= Assignment =
The result should be every line of the listing that contains "over".

= Dataset extract =

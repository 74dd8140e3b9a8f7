//! Compiled models
//!
//! [`ModelArtifacts`] is everything the assembly step needs to build one
//! mapped class. [`ModelRegistry`] is the seam between the compiler and
//! whatever holds already-built models: the foreign key synthesizer asks it
//! whether a model exists yet and hands it new columns when it does.
//! [`CompiledModels`] is the in-memory implementation used by the compiler.

use schemorm_core::{SchemaError, SchemaResult};
use schemorm_ir::{ColumnArtifacts, CompositeIndex, CompositeUnique, RelationshipArtifacts};
use serde::{Deserialize, Serialize};
use serde_json::{Map, Value, json};

// ============================================================================
// Model Artifacts
// ============================================================================

/// Artifacts of one property
#[derive(Debug, Clone, PartialEq, Serialize, Deserialize)]
#[serde(tag = "kind", rename_all = "snake_case")]
pub enum PropertyArtifacts {
    Column(ColumnArtifacts),
    Relationship(RelationshipArtifacts),
}

/// One compiled property together with its rewritten schema
#[derive(Debug, Clone, PartialEq, Serialize, Deserialize)]
pub struct ModelProperty {
    /// Property name
    pub name: String,

    /// Column or relationship artifacts
    pub artifacts: PropertyArtifacts,

    /// Property schema with references replaced by `x-de-$ref`
    pub schema: Value,
}

/// Everything needed to build one mapped model
#[derive(Debug, Clone, PartialEq, Serialize, Deserialize)]
pub struct ModelArtifacts {
    /// Entity name
    pub name: String,

    /// Table name
    pub tablename: String,

    /// Entity this model inherits from
    #[serde(default, skip_serializing_if = "Option::is_none")]
    pub parent: Option<String>,

    #[serde(default, skip_serializing_if = "Option::is_none")]
    pub description: Option<String>,

    /// Properties in declaration order
    pub properties: Vec<ModelProperty>,

    /// Required property names
    #[serde(default)]
    pub required: Vec<String>,

    /// Reverse properties declared by other models
    #[serde(default)]
    pub backrefs: Map<String, Value>,

    #[serde(default)]
    pub composite_indexes: Vec<CompositeIndex>,

    #[serde(default)]
    pub composite_uniques: Vec<CompositeUnique>,

    /// Import paths of mixin classes
    #[serde(default)]
    pub mixins: Vec<String>,

    /// Extra keyword arguments for the model class
    #[serde(default, skip_serializing_if = "Option::is_none")]
    pub kwargs: Option<Map<String, Value>>,
}

impl ModelArtifacts {
    /// Create an empty model
    pub fn new(name: impl Into<String>, tablename: impl Into<String>) -> Self {
        Self {
            name: name.into(),
            tablename: tablename.into(),
            parent: None,
            description: None,
            properties: Vec::new(),
            required: Vec::new(),
            backrefs: Map::new(),
            composite_indexes: Vec::new(),
            composite_uniques: Vec::new(),
            mixins: Vec::new(),
            kwargs: None,
        }
    }

    /// Get a property by name
    pub fn property(&self, name: &str) -> Option<&ModelProperty> {
        self.properties.iter().find(|property| property.name == name)
    }

    /// Check if a property exists
    pub fn has_property(&self, name: &str) -> bool {
        self.property(name).is_some()
    }

    /// Get the column artifacts of a property
    pub fn column(&self, name: &str) -> Option<&ColumnArtifacts> {
        match &self.property(name)?.artifacts {
            PropertyArtifacts::Column(column) => Some(column),
            PropertyArtifacts::Relationship(_) => None,
        }
    }

    /// Get the relationship artifacts of a property
    pub fn relationship(&self, name: &str) -> Option<&RelationshipArtifacts> {
        match &self.property(name)?.artifacts {
            PropertyArtifacts::Relationship(relationship) => Some(relationship),
            PropertyArtifacts::Column(_) => None,
        }
    }

    /// Iterate over column properties
    pub fn columns(&self) -> impl Iterator<Item = (&str, &ColumnArtifacts)> {
        self.properties
            .iter()
            .filter_map(|property| match &property.artifacts {
                PropertyArtifacts::Column(column) => Some((property.name.as_str(), column)),
                PropertyArtifacts::Relationship(_) => None,
            })
    }

    /// Iterate over relationship properties
    pub fn relationships(&self) -> impl Iterator<Item = (&str, &RelationshipArtifacts)> {
        self.properties
            .iter()
            .filter_map(|property| match &property.artifacts {
                PropertyArtifacts::Relationship(relationship) => {
                    Some((property.name.as_str(), relationship))
                }
                PropertyArtifacts::Column(_) => None,
            })
    }

    /// Names of the primary key columns
    pub fn primary_keys(&self) -> Vec<&str> {
        self.columns()
            .filter(|(_, column)| column.primary_key)
            .map(|(name, _)| name)
            .collect()
    }

    /// The model schema used for dictionary conversion
    pub fn schema(&self) -> Value {
        let properties: Map<String, Value> = self
            .properties
            .iter()
            .map(|property| (property.name.clone(), property.schema.clone()))
            .collect();

        let mut schema = json!({
            "type": "object",
            "x-tablename": self.tablename,
            "properties": properties,
        });
        if let Some(object) = schema.as_object_mut() {
            if !self.required.is_empty() {
                object.insert("required".to_string(), json!(self.required));
            }
            if !self.backrefs.is_empty() {
                object.insert("x-backrefs".to_string(), Value::Object(self.backrefs.clone()));
            }
            if let Some(description) = &self.description {
                object.insert("description".to_string(), Value::String(description.clone()));
            }
        }
        schema
    }
}

// ============================================================================
// Model Registry
// ============================================================================

/// A column the foreign key synthesizer adds to an already-built model
#[derive(Debug, Clone, PartialEq)]
pub struct ColumnInjection {
    /// Model receiving the column
    pub model: String,

    /// Property name of the column
    pub property: String,

    /// Property schema of the column
    pub schema: Value,

    /// Column artifacts
    pub artifacts: ColumnArtifacts,
}

/// Access to the models that have already been built
pub trait ModelRegistry {
    /// Check if a model has been built
    fn is_materialized(&self, model: &str) -> bool;

    /// Check if a built model has a property
    fn has_property(&self, model: &str, property: &str) -> bool;

    /// Add a column to a built model
    fn attach_column(&mut self, injection: ColumnInjection) -> SchemaResult<()>;
}

// ============================================================================
// CompiledModels
// ============================================================================

/// In-memory model registry, in materialization order
#[derive(Debug, Clone, Default, PartialEq)]
pub struct CompiledModels {
    models: Vec<ModelArtifacts>,
}

impl CompiledModels {
    /// Create an empty registry
    pub fn new() -> Self {
        Self::default()
    }

    /// Add a built model, replacing any model with the same name
    pub fn materialize(&mut self, model: ModelArtifacts) {
        match self.models.iter_mut().find(|existing| existing.name == model.name) {
            Some(existing) => *existing = model,
            None => self.models.push(model),
        }
    }

    /// Get a built model
    pub fn get(&self, name: &str) -> Option<&ModelArtifacts> {
        self.models.iter().find(|model| model.name == name)
    }

    fn get_mut(&mut self, name: &str) -> Option<&mut ModelArtifacts> {
        self.models.iter_mut().find(|model| model.name == name)
    }

    /// Number of built models
    pub fn len(&self) -> usize {
        self.models.len()
    }

    /// Check if no model has been built
    pub fn is_empty(&self) -> bool {
        self.models.is_empty()
    }

    /// Take the built models
    pub fn into_models(self) -> Vec<ModelArtifacts> {
        self.models
    }
}

impl ModelRegistry for CompiledModels {
    fn is_materialized(&self, model: &str) -> bool {
        self.get(model).is_some()
    }

    fn has_property(&self, model: &str, property: &str) -> bool {
        self.get(model).is_some_and(|model| model.has_property(property))
    }

    fn attach_column(&mut self, injection: ColumnInjection) -> SchemaResult<()> {
        let model = self.get_mut(&injection.model).ok_or_else(|| {
            SchemaError::malformed_relationship(format!(
                "cannot add {} to {}, which has not been built",
                injection.property, injection.model
            ))
        })?;

        model.properties.push(ModelProperty {
            name: injection.property,
            artifacts: PropertyArtifacts::Column(injection.artifacts),
            schema: injection.schema,
        });
        Ok(())
    }
}

// ============================================================================
// Tests
// ============================================================================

= Answer box =
    /// Iterate over column properties
    /// Iterate over relationship properties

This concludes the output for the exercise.